After Rebecca Jones had a total hysterectomy, she assumed she’d be able to take HRT if she needed it. But when her consultant advised her to wait for six weeks post-surgery, her menopausal symptoms were so severe that everyday life became unbearable.
“I’d fought for a total hysterectomy for over six years as I had such severe premenstrual syndrome (PMS) that I contemplated taking my own life at least once a month. I knew that I’d be thrown into an early menopause as a result, but I also knew that there was the option to take HRT to manage menopausal symptoms.
“Unfortunately, my consultant thought I should wait for six weeks before starting HRT just to ‘see how I got on’. As I’d had a previous deep vein thrombosis (DVT), every doctor I spoke to was concerned about me taking oestrogen, as they said this was linked to an increased risk of DVT. I’ve since found out that this only applies if you take HRT tablets, as the oestrogen has to pass through the liver. If you use HRT patches or gels, there’s no additional risk.
“Three weeks after the surgery, my life became pretty unbearable. I wasn’t sleeping, and the hot flushes would take my breath away. On top of the physical symptoms, my mental health was deteriorating by the day. I was snappy, emotional, irritated, angry, forgetful, and unable to concentrate. I couldn’t make the simplest of decisions, and the paranoia was insane. I practically stalked my husband and checked his phone all the time – I convinced myself that he must be having an affair and wanted to leave me, because who would want to be married to me? I saw myself as a fat, ugly, useless and generally horrible person – and I was being particularly horrible to him. When I couldn’t sleep at night (and that was every night), I would sit on the floor next to his side of the bed and quietly go through the history on his phone and tablet, looking for proof that he was cheating on me.

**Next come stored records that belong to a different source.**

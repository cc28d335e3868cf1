//! In-process runtime with a canned reply.
//!
//! Used to inject a deterministic reviewer through
//! [`RuntimeRegistry::register`](super::RuntimeRegistry::register) when no
//! subprocess should be launched, and to observe how many times a caller
//! actually invoked the reviewer.

use super::Runtime;
use crate::context::ExecContext;
use crate::errors::RuntimeError;
use async_trait::async_trait;
use std::path::Path;
use std::sync::atomic::{AtomicUsize, Ordering};
use std::sync::{Arc, Mutex, PoisonError};

#[derive(Debug, Clone)]
enum Reply {
    Output(String),
    Failure(String),
    /// Never answers; only returns once the context is interrupted.
    Hang,
}

/// A runtime that answers every prompt with the same scripted reply.
#[derive(Debug, Clone)]
pub struct ScriptedRuntime {
    name: String,
    available: bool,
    reply: Reply,
    calls: Arc<AtomicUsize>,
    last_prompt: Arc<Mutex<Option<String>>>,
}

impl ScriptedRuntime {
    fn build(name: &str, reply: Reply) -> Self {
        Self {
            name: name.to_string(),
            available: true,
            reply,
            calls: Arc::new(AtomicUsize::new(0)),
            last_prompt: Arc::new(Mutex::new(None)),
        }
    }

    /// Reply with `output` on standard output.
    pub fn responding(name: &str, output: impl Into<String>) -> Self {
        Self::build(name, Reply::Output(output.into()))
    }

    /// Fail as a process that exited non-zero with `stderr`.
    pub fn failing(name: &str, stderr: impl Into<String>) -> Self {
        Self::build(name, Reply::Failure(stderr.into()))
    }

    /// Block until cancelled or past the deadline.
    pub fn hanging(name: &str) -> Self {
        Self::build(name, Reply::Hang)
    }

    /// Report the runtime as not installed.
    pub fn unavailable(mut self) -> Self {
        self.available = false;
        self
    }

    /// Number of `execute` calls so far, shared across clones.
    pub fn calls(&self) -> usize {
        self.calls.load(Ordering::SeqCst)
    }

    /// The most recent prompt received.
    pub fn last_prompt(&self) -> Option<String> {
        self.last_prompt
            .lock()
            .unwrap_or_else(PoisonError::into_inner)
            .clone()
    }
}

#[async_trait]
impl Runtime for ScriptedRuntime {
    fn name(&self) -> &str {
        &self.name
    }

    fn available(&self) -> bool {
        self.available
    }

    async fn execute(
        &self,
        ctx: &ExecContext,
        prompt: &str,
        _workdir: &Path,
    ) -> Result<String, RuntimeError> {
        self.calls.fetch_add(1, Ordering::SeqCst);
        *self
            .last_prompt
            .lock()
            .unwrap_or_else(PoisonError::into_inner) = Some(prompt.to_string());

        match &self.reply {
            Reply::Output(out) => Ok(out.clone()),
            Reply::Failure(stderr) => Err(RuntimeError::Failed {
                runtime: self.name.clone(),
                stderr: stderr.clone(),
            }),
            Reply::Hang => {
                let interrupted = ctx.run(std::future::pending::<()>()).await;
                match interrupted {
                    Ok(()) => unreachable!("pending future never completes"),
                    Err(err) => Err(RuntimeError::interrupted(&self.name, err)),
                }
            }
        }
    }
}

#[cfg(test)]
mod tests {
    use super::*;
    use std::time::Duration;

    #[tokio::test]
    async fn test_responding_records_calls_and_prompt() {
        let rt = ScriptedRuntime::responding("codex", "{}");
        let observer = rt.clone();

        let out = rt
            .execute(&ExecContext::new(), "check it", Path::new("."))
            .await
            .unwrap();

        assert_eq!(out, "{}");
        assert_eq!(observer.calls(), 1);
        assert_eq!(observer.last_prompt().as_deref(), Some("check it"));
    }

    #[tokio::test]
    async fn test_failing_returns_stderr() {
        let rt = ScriptedRuntime::failing("claude", "boom");
        let err = rt
            .execute(&ExecContext::new(), "p", Path::new("."))
            .await
            .unwrap_err();
        assert!(err.to_string().contains("boom"));
    }

    #[tokio::test(start_paused = true)]
    async fn test_hanging_returns_on_deadline() {
        let rt = ScriptedRuntime::hanging("codex");
        let ctx = ExecContext::with_timeout(Duration::from_secs(1));
        let err = rt.execute(&ctx, "p", Path::new(".")).await.unwrap_err();
        assert!(matches!(err, RuntimeError::DeadlineExceeded { .. }));
    }

    #[test]
    fn test_unavailable_flag() {
        assert!(ScriptedRuntime::responding("x", "").available());
        assert!(!ScriptedRuntime::responding("x", "").unavailable().available());
    }
}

“My husband and I have been happy together for 27 years and I have never behaved like that before, but I just couldn’t rationalise it. I was out of control, and so scared that I was having a breakdown. I even drove to my local A&E, but I sat outside crying because I was too afraid to go in. Who would believe me? I looked normal on the outside, but inside I felt scared, broken and alone.
“Luckily, my amazing, patient husband didn’t give up on me. When his boss asked how I was getting on, he explained that I was struggling with the menopausal symptoms. His boss suggested that I go and see a menopause specialist. So we made an appointment, and off we went.
“During my consultation, the specialist asked how I was feeling and assured me that I wasn’t having a breakdown. She explained that I needed around 200mcg of oestrogen, as well as testosterone. She warned me that it would take a few weeks before I’d start to feel better, but we made a follow-up appointment for two weeks later.
“By the time we went back, I felt great! I’d stopped crying, the hot flushes were few and far between, the paranoia had gone, and I felt more rational and able to cope. I’ve taken back the reins of running our home, and when I do have days when I feel blue, I try to be kinder to myself.
“My life has now returned to normal, and for that I’m so grateful.”